-------- Material shown --------

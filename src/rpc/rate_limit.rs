//! Client-side call rate limiting.

use std::sync::Mutex;
use std::time::{Duration, Instant};

/// A simple token bucket rate limiter.
#[derive(Debug)]
struct TokenBucket {
    tokens: f64,
    last_update: Instant,
}

impl TokenBucket {
    fn new(capacity: f64) -> Self {
        Self {
            tokens: capacity,
            last_update: Instant::now(),
        }
    }

    /// Take a token, or report how long until one is available.
    fn try_acquire(&mut self, now: Instant, capacity: f64, refill_rate: f64) -> Result<(), Duration> {
        let elapsed = now.saturating_duration_since(self.last_update).as_secs_f64();

        // Refill tokens
        self.tokens = (self.tokens + elapsed * refill_rate).min(capacity);
        self.last_update = now;

        if self.tokens >= 1.0 {
            self.tokens -= 1.0;
            Ok(())
        } else {
            Err(Duration::from_secs_f64((1.0 - self.tokens) / refill_rate))
        }
    }
}

/// Limits outgoing node calls to `rate` per second with a burst of one.
#[derive(Debug)]
pub struct CallRateLimiter {
    bucket: Mutex<TokenBucket>,
    rate: f64,
}

impl CallRateLimiter {
    pub fn new(rate: f64) -> Self {
        Self {
            bucket: Mutex::new(TokenBucket::new(1.0)),
            rate,
        }
    }

    /// Wait until a call may proceed.
    pub async fn acquire(&self) {
        loop {
            let wait = match self.bucket.lock() {
                Ok(mut bucket) => bucket.try_acquire(Instant::now(), 1.0, self.rate),
                // A poisoned bucket only loses pacing, never calls.
                Err(_) => Ok(()),
            };
            match wait {
                Ok(()) => return,
                Err(delay) => tokio::time::sleep(delay).await,
            }
        }
    }
}

#[cfg(test)]
mod tests {
    use super::*;

    #[test]
    fn test_bucket_refills() {
        let start = Instant::now();
        let mut bucket = TokenBucket::new(1.0);
        bucket.last_update = start;

        assert!(bucket.try_acquire(start, 1.0, 2.0).is_ok());
        let wait = bucket.try_acquire(start, 1.0, 2.0).unwrap_err();
        assert_eq!(wait, Duration::from_millis(500));

        assert!(bucket.try_acquire(start + Duration::from_millis(500), 1.0, 2.0).is_ok());
    }

    #[tokio::test]
    async fn test_limiter_paces_calls() {
        let limiter = CallRateLimiter::new(50.0);
        let start = Instant::now();
        for _ in 0..3 {
            limiter.acquire().await;
        }
        assert!(start.elapsed() >= Duration::from_millis(35));
    }
}
//! Retry policy.
//!
//! # Responsibilities
//! - Bound retries per step and restarts per attempt
//! - Compute the delay before the next retry

use std::time::Duration;

use crate::config::RetryConfig;
use crate::resilience::backoff::{backoff_delay, calculate_backoff};

/// Bounds and timing for retries.
#[derive(Debug, Clone, PartialEq, Eq)]
pub struct RetryPolicy {
    pub max_retries: u32,
    pub max_restarts: u32,
    pub base_delay_ms: u64,
    pub max_delay_ms: u64,
    pub jitter: bool,
}

impl RetryPolicy {
    /// Delay before retry number `retry` (0-based).
    pub fn delay_for(&self, retry: u32) -> Duration {
        if self.jitter {
            calculate_backoff(retry, self.base_delay_ms, self.max_delay_ms)
        } else {
            backoff_delay(retry, self.base_delay_ms, self.max_delay_ms)
        }
    }
}

impl From<&RetryConfig> for RetryPolicy {
    fn from(config: &RetryConfig) -> Self {
        Self {
            max_retries: config.max_retries,
            max_restarts: config.max_restarts,
            base_delay_ms: config.base_delay_ms,
            max_delay_ms: config.max_delay_ms,
            jitter: config.jitter,
        }
    }
}

impl Default for RetryPolicy {
    fn default() -> Self {
        Self::from(&RetryConfig::default())
    }
}

#[cfg(test)]
mod tests {
    use super::*;

    #[test]
    fn test_policy_from_config() {
        let config = RetryConfig {
            max_retries: 5,
            base_delay_ms: 50,
            max_delay_ms: 400,
            max_restarts: 1,
            jitter: false,
        };
        let policy = RetryPolicy::from(&config);
        assert_eq!(policy.max_retries, 5);
        assert_eq!(policy.delay_for(0), Duration::from_millis(50));
        assert_eq!(policy.delay_for(4), Duration::from_millis(400));
    }
}
//! Mempool scan for in-flight mints.

use std::fmt;
use std::sync::Arc;

use crate::config::MempoolConfig;
use crate::inscription::contains_mint_of;
use crate::rpc::NodeApi;

/// Result of a mempool scan for one tick.
#[derive(Debug, Clone, Copy, PartialEq, Eq)]
pub enum MempoolStatus {
    /// A pending transaction already mints this tick.
    InFlight,
    Clear,
    /// The mempool could not be listed.
    Unknown,
}

impl fmt::Display for MempoolStatus {
    fn fmt(&self, f: &mut fmt::Formatter<'_>) -> fmt::Result {
        f.write_str(match self {
            MempoolStatus::InFlight => "in-flight",
            MempoolStatus::Clear => "clear",
            MempoolStatus::Unknown => "unknown",
        })
    }
}

/// Scans pending transactions for mints of a tick.
pub struct MempoolGuard {
    node: Arc<dyn NodeApi>,
    enabled: bool,
    max_scan: usize,
    unknown_is_gated: bool,
}

impl MempoolGuard {
    pub fn new(node: Arc<dyn NodeApi>, config: &MempoolConfig) -> Self {
        Self {
            node,
            enabled: config.enabled,
            max_scan: config.max_scan,
            unknown_is_gated: config.unknown_is_gated,
        }
    }

    pub fn is_enabled(&self) -> bool {
        self.enabled
    }

    /// Look for a pending mint of `tick` among the first `max_scan` entries.
    pub async fn is_tick_in_flight(&self, tick: &str) -> MempoolStatus {
        let txids = match self.node.get_raw_mempool().await {
            Ok(txids) => txids,
            Err(e) => {
                tracing::warn!(tick = %tick, error = %e, "Mempool listing failed");
                return MempoolStatus::Unknown;
            }
        };

        for txid in txids.iter().take(self.max_scan) {
            let raw = match self.node.get_raw_transaction(txid).await {
                Ok(raw) => raw,
                Err(e) => {
                    // confirmed or evicted since the listing
                    tracing::debug!(txid = %txid, error = %e, "Skipping mempool entry");
                    continue;
                }
            };
            let bytes = match hex::decode(raw.trim()) {
                Ok(bytes) => bytes,
                Err(_) => raw.into_bytes(),
            };
            if contains_mint_of(&bytes, tick) {
                tracing::info!(tick = %tick, txid = %txid, "Mint already pending in mempool");
                return MempoolStatus::InFlight;
            }
        }
        MempoolStatus::Clear
    }

    /// Whether minting `tick` should be skipped this cycle.
    ///
    /// Always `false` when the guard is disabled.
    pub async fn is_gated(&self, tick: &str) -> bool {
        if !self.enabled {
            return false;
        }
        let status = self.is_tick_in_flight(tick).await;
        gates(status, self.unknown_is_gated)
    }
}

/// Gating policy for a scan result.
pub fn gates(status: MempoolStatus, unknown_is_gated: bool) -> bool {
    match status {
        MempoolStatus::InFlight => true,
        MempoolStatus::Clear => false,
        MempoolStatus::Unknown => unknown_is_gated,
    }
}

--------

=== Work required ===
Using the listing above, pull out all lines that hold the word "Mutex".

=== Answer below ===
use std::sync::Mutex;
    bucket: Mutex<TokenBucket>,
            bucket: Mutex::new(TokenBucket::new(1.0)),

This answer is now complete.